Task statement —
Could you please retype all of the entries exactly as they appear?

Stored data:
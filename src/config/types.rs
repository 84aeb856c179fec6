use crate::error::DemapError;
use serde::Deserialize;
use std::path::PathBuf;

/// Name of the config file looked up in each directory.
pub const CONFIG_FILE_NAME: &str = ".demap.toml";

/// Column holding the replacement name when no config sets one.
pub const DEFAULT_COLUMN: &str = "name";

/// Source file extension processed when no config sets any.
pub const DEFAULT_EXTENSION: &str = "java";

pub const DEFAULT_FIELDS_FILE: &str = "fields.csv";
pub const DEFAULT_METHODS_FILE: &str = "methods.csv";

/// Top-level configuration from a `.demap.toml` file.
#[derive(Debug, Clone, Default, Deserialize)]
#[serde(rename_all = "kebab-case")]
pub struct Config {
	/// If true, stop walking up parent directories after this file.
	#[serde(default)]
	pub root: bool,

	/// Field mapping table, relative to the config file.
	pub fields: Option<PathBuf>,

	/// Method mapping table, relative to the config file.
	pub methods: Option<PathBuf>,

	/// Mapping column used as the replacement value.
	pub column: Option<String>,

	/// Source file extensions to process, without the leading dot.
	pub extensions: Option<Vec<String>>,

	/// Leave tokens directly preceded by `"` untouched.
	pub skip_quoted: Option<bool>,
}

/// A loaded configuration with its source path for debugging/display.
#[derive(Debug, Clone)]
pub struct LoadedConfig {
	/// The parsed configuration.
	pub config: Config,

	/// The path this config was loaded from.
	pub path: PathBuf,
}

/// Effective settings after merging the cascade and applying defaults.
#[derive(Debug, Clone, PartialEq, Eq)]
pub struct MergedConfig {
	pub fields: PathBuf,
	pub methods: PathBuf,
	pub column: String,
	pub extensions: Vec<String>,
	pub skip_quoted: bool,

	/// Config files that contributed, most specific first.
	pub sources: Vec<PathBuf>,
}

impl MergedConfig {
	/// Defaults for a run started in `start_dir` with no config files.
	pub fn defaults(start_dir: &std::path::Path) -> Self {
		MergedConfig {
			fields: start_dir.join(DEFAULT_FIELDS_FILE),
			methods: start_dir.join(DEFAULT_METHODS_FILE),
			column: DEFAULT_COLUMN.to_string(),
			extensions: vec![DEFAULT_EXTENSION.to_string()],
			skip_quoted: true,
			sources: Vec::new(),
		}
	}
}

impl Config {
	/// Reject values that would make every run a no-op.
	pub fn validate(&self) -> Result<(), DemapError> {
		if let Some(ref column) = self.column
			&& column.trim().is_empty()
		{
			return Err(DemapError::InvalidConfig {
				key: "column".to_string(),
				reason: "must not be empty".to_string(),
			});
		}

		if let Some(ref extensions) = self.extensions
			&& extensions.iter().any(|ext| ext.trim_start_matches('.').is_empty())
		{
			return Err(DemapError::InvalidConfig {
				key: "extensions".to_string(),
				reason: "entries must not be empty".to_string(),
			});
		}

		Ok(())
	}
}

Finished exercise —
filename src/config/types.rs
repository 84aeb856c179fec6
use crate::error::DemapError;
use serde::Deserialize;
use std::path::PathBuf;

/// Name of the config file looked up in each directory.
pub const CONFIG_FILE_NAME: &str = ".demap.toml";

/// Column holding the replacement name when no config sets one.
pub const DEFAULT_COLUMN: &str = "name";

/// Source file extension processed when no config sets any.
pub const DEFAULT_EXTENSION: &str = "java";

pub const DEFAULT_FIELDS_FILE: &str = "fields.csv";
pub const DEFAULT_METHODS_FILE: &str = "methods.csv";

/// Top-level configuration from a `.demap.toml` file.
#[derive(Debug, Clone, Default, Deserialize)]
#[serde(rename_all = "kebab-case")]
pub struct Config {
	/// If true, stop walking up parent directories after this file.
	#[serde(default)]
	pub root: bool,

	/// Field mapping table, relative to the config file.
	pub fields: Option<PathBuf>,

	/// Method mapping table, relative to the config file.
	pub methods: Option<PathBuf>,

	/// Mapping column used as the replacement value.
	pub column: Option<String>,

	/// Source file extensions to process, without the leading dot.
	pub extensions: Option<Vec<String>>,

	/// Leave tokens directly preceded by `"` untouched.
	pub skip_quoted: Option<bool>,
}

/// A loaded configuration with its source path for debugging/display.
#[derive(Debug, Clone)]
pub struct LoadedConfig {
	/// The parsed configuration.
	pub config: Config,

	/// The path this config was loaded from.
	pub path: PathBuf,
}

/// Effective settings after merging the cascade and applying defaults.
#[derive(Debug, Clone, PartialEq, Eq)]
pub struct MergedConfig {
	pub fields: PathBuf,
	pub methods: PathBuf,
	pub column: String,
	pub extensions: Vec<String>,
	pub skip_quoted: bool,

	/// Config files that contributed, most specific first.
	pub sources: Vec<PathBuf>,
}

impl MergedConfig {
	/// Defaults for a run started in `start_dir` with no config files.
	pub fn defaults(start_dir: &std::path::Path) -> Self {
		MergedConfig {
			fields: start_dir.join(DEFAULT_FIELDS_FILE),
			methods: start_dir.join(DEFAULT_METHODS_FILE),
			column: DEFAULT_COLUMN.to_string(),
			extensions: vec![DEFAULT_EXTENSION.to_string()],
			skip_quoted: true,
			sources: Vec::new(),
		}
	}
}

impl Config {
	/// Reject values that would make every run a no-op.
	pub fn validate(&self) -> Result<(), DemapError> {
		if let Some(ref column) = self.column
			&& column.trim().is_empty()
		{
			return Err(DemapError::InvalidConfig {
				key: "column".to_string(),
				reason: "must not be empty".to_string(),
			});
		}

		if let Some(ref extensions) = self.extensions
			&& extensions.iter().any(|ext| ext.trim_start_matches('.').is_empty())
		{
			return Err(DemapError::InvalidConfig {
				key: "extensions".to_string(),
				reason: "entries must not be empty".to_string(),
			});
		}

		Ok(())
	}
}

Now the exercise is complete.